Retorno à atividade desportiva
O retorno à atividade desportiva está dependente dos seguintes critérios (podem variar de acordo com o protocolo utilizado, a atividade desportiva e a exigência do gesto técnico):
- Flexibilidade idêntica ao do lado contralateral e sem dor;
- Capacidade para realizar movimentos da atividade desportiva sem dor, nem sensação de rigidez;
- Capacidade para realizar quatro contrações máximas consecutivas, sem dor, no teste de flexão do joelho;
- Força muscular, avaliada através de exame isociético (se possível), com valor entre 90-95% comparada com o lado contralateral; e ralação de força IT e Q entre 50-60%.
Tratamento cirúrgico
O tratamento cirúrgico raramente é considerado, mas existem situações muito específicas em que a cirurgia pode ser indicada. São o caso da rutura completa (grau III) de um músculo com poucos ou nenhum músculo agonista; na lesão de grau II em que houve rutura de mais de metade do músculo ou se houver um grande hematoma intramuscular; e no caso das avulsões proximais, tendo em conta se a avulsão foi de um ou mais tendões e qual o nível de retração.
Há ainda autores que defendem que a cirurgia deve ser considerada quando o paciente tem queixas de dor crónica (duração ˃ 4-6 meses) devido a uma lesão muscular prévia, e se a dor for acompanhada por um elevado défice de extensão.
Prevenção
Tendo em conta a elevada incidência deste tipo de lesões nos atletas, bem como as complicações e tempo de recuperação daí resultantes, muitos autores têm atribuído uma maior importância na identificação dos seus fatores de risco, bem como no desenvolvimento de programas de prevenção.

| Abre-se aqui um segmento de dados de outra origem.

use std::net::SocketAddr;

use chrono::{DateTime, TimeZone, Utc};
use thunderbolt_serde_derive::{TbDeserialize, TbSerialize};

use thunderbolt_chain::{
    block, SerializationError, ThunderboltDeserialize, ThunderboltSerialize,
};

use super::super::types::{Nonce, PeerServices, ProtocolVersion};

/// A `version` message.
///
/// Sent by both sides to open a connection; carries everything a peer
/// needs to decide whether to keep talking to us.
#[derive(Clone, PartialEq, Eq, Debug, TbSerialize, TbDeserialize)]
pub struct Version {
    /// The network protocol version supported by the sender.
    pub version: ProtocolVersion,

    /// The network services advertised by the sender.
    pub services: PeerServices,

    /// The time when the version message was sent.
    pub timestamp: DateTime<Utc>,

    /// The network address of the node receiving this message, and its
    /// advertised network services, as seen by the sender.
    pub address_recv: (PeerServices, SocketAddr),

    /// The network address of the node sending this message, and its
    /// advertised network services.
    pub address_from: (PeerServices, SocketAddr),

    /// Node random nonce, randomly generated every time a version
    /// packet is sent. This nonce is used to detect connections
    /// to self.
    pub nonce: Nonce,

    /// The user agent advertised by the sender.
    pub user_agent: String,

    /// The height of the best block known to the sender.
    pub start_height: block::Height,

    /// Whether the remote peer should announce relayed transactions.
    pub relay: bool,
}

impl Version {
    #[allow(clippy::too_many_arguments)]
    pub fn new(
        version: ProtocolVersion,
        their_addr: SocketAddr,
        their_services: PeerServices,
        our_services: PeerServices,
        our_addr: SocketAddr,
        nonce: Nonce,
        user_agent: String,
        start_height: block::Height,
        relay: bool,
    ) -> Version {
        // Truncate the timestamp to the nearest 5 minutes, to stay
        // within the range where peers ignore our clock skew.
        let now = Utc::now().timestamp();
        let timestamp = Utc.timestamp(now - now.rem_euclid(5 * 60), 0);
        Version {
            version,
            services: our_services,
            timestamp,
            address_recv: (their_services, their_addr),
            address_from: (our_services, our_addr),
            nonce,
            user_agent,
            start_height,
            relay,
        }
    }
}
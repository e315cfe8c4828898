//! Errors that can occur when checking consensus rules.

use thiserror::Error;

use thunderbolt_chain::{
    amount, block, transaction::sighash::SignatureError, transparent,
    work::difficulty::CompactDifficulty,
};

/// Which ban-score bucket an invalid block or transaction falls into.
///
/// Validation failures are malformed data; consensus failures are
/// well-formed data that lies about the chain. Both cost the sender the
/// full ban, but the distinction is reported to operators.
#[derive(Copy, Clone, Debug, Eq, PartialEq)]
pub enum InvalidKind {
    Validation,
    Consensus,
}

#[derive(Error, Copy, Clone, Debug, PartialEq, Eq)]
pub enum SubsidyError {
    #[error("no coinbase transaction in block")]
    NoCoinbase,

    #[error("coinbase value is larger than the block subsidy plus transaction fees")]
    ExcessiveCoinbaseValue,
}

#[derive(Error, Clone, Debug, PartialEq, Eq)]
pub enum TransactionError {
    #[error("transaction has no inputs")]
    NoInputs,

    #[error("transaction has no outputs")]
    NoOutputs,

    #[error("coinbase transaction found outside the first position in a block")]
    CoinbasePosition,

    #[error("coinbase input found in a non-coinbase transaction")]
    CoinbaseInputFound,

    #[error("coinbase transaction is not valid outside a block")]
    CoinbaseOutsideBlock,

    #[error("transaction is larger than the maximum transaction size")]
    OversizeTransaction,

    #[error("transaction contains duplicate inputs")]
    DuplicateInput,

    #[error("amount arithmetic over- or underflowed: {0}")]
    Amount(#[from] amount::Error),

    #[error("input references a missing or already spent output: {0:?}")]
    MissingInput(transparent::OutPoint),

    #[error("inputs are worth less than outputs")]
    InsufficientInputValue,

    #[error("unlocking parameters are malformed")]
    MalformedUnlock,

    #[error("unlocking parameters do not satisfy the output's lock: {0}")]
    UnlockFailed(#[from] SignatureError),

    #[error("multisig unlock does not match the output's commitment")]
    MultisigCommitmentMismatch,

    #[error("multisig unlock carries fewer valid signatures than required")]
    InsufficientSignatures,

    #[error("output can never be spent")]
    UnspendableOutput,

    #[error("spends a coinbase output before it matures")]
    ImmatureCoinbaseSpend,

    #[error("transaction fee is below the relay floor")]
    FeeBelowMinimum,

    #[error("{0}")]
    Subsidy(#[from] SubsidyError),
}

impl TransactionError {
    pub fn kind(&self) -> InvalidKind {
        use TransactionError::*;
        match self {
            MissingInput(_)
            | InsufficientInputValue
            | UnlockFailed(_)
            | MultisigCommitmentMismatch
            | InsufficientSignatures
            | UnspendableOutput
            | ImmatureCoinbaseSpend
            | Subsidy(_) => InvalidKind::Consensus,
            _ => InvalidKind::Validation,
        }
    }
}

/// The result shape of every contextual check: storage failures abort
/// the surrounding operation, rule failures invalidate the data being
/// checked (and cost its sender ban score).
#[derive(Error, Debug)]
pub enum CheckError {
    #[error("storage failure during validation: {0}")]
    Storage(#[from] thunderbolt_state::StorageError),

    #[error(transparent)]
    Invalid(#[from] TransactionError),
}

#[derive(Error, Clone, Debug, PartialEq, Eq)]
pub enum BlockError {
    #[error("block has no transactions")]
    NoTransactions,

    #[error("block is larger than the maximum block size")]
    OversizeBlock,

    #[error("block contains duplicate transactions")]
    DuplicateTransaction,

    #[error("transaction error: {0}")]
    Transaction(#[from] TransactionError),

    #[error("merkle root {actual:?} does not match the header commitment {expected:?}")]
    BadMerkleRoot {
        actual: block::merkle::Root,
        expected: block::merkle::Root,
    },

    #[error("the difficulty field {0:?} is not a valid encoded target")]
    InvalidDifficulty(CompactDifficulty),

    #[error("target {0:?} is easier than the proof-of-work limit")]
    TargetDifficultyLimit(CompactDifficulty),

    #[error("block difficulty {actual:?} does not follow the retarget schedule {expected:?}")]
    DifficultyMismatch {
        actual: CompactDifficulty,
        expected: CompactDifficulty,
    },

    #[error("compact target exponent is too small for the retarget precision mask")]
    DifficultyPrecision,

    #[error("block header hash {0:?} is above its difficulty target")]
    DifficultyFilter(block::Hash),
}

impl BlockError {
    pub fn kind(&self) -> InvalidKind {
        use BlockError::*;
        match self {
            NoTransactions | OversizeBlock | InvalidDifficulty(_) => InvalidKind::Validation,
            Transaction(inner) => inner.kind(),
            DuplicateTransaction
            | BadMerkleRoot { .. }
            | TargetDifficultyLimit(_)
            | DifficultyMismatch { .. }
            | DifficultyPrecision
            | DifficultyFilter(_) => InvalidKind::Consensus,
        }
    }
}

Vários estudos examinaram métodos de intervenção visando os principais fatores de risco para lesões dos IT: força dos isquiotibiais, flexibilidade e historial de lesões anteriores.
A melhor evidência para a prevenção está, no entanto, nos programas de fortalecimento os IT, particularmente na força excêntrica, uma vez que já se verificou que a maoria das lesões dos IT ocorre durante acções musculares excêntricas, quando a atividade muscular é mais elevada.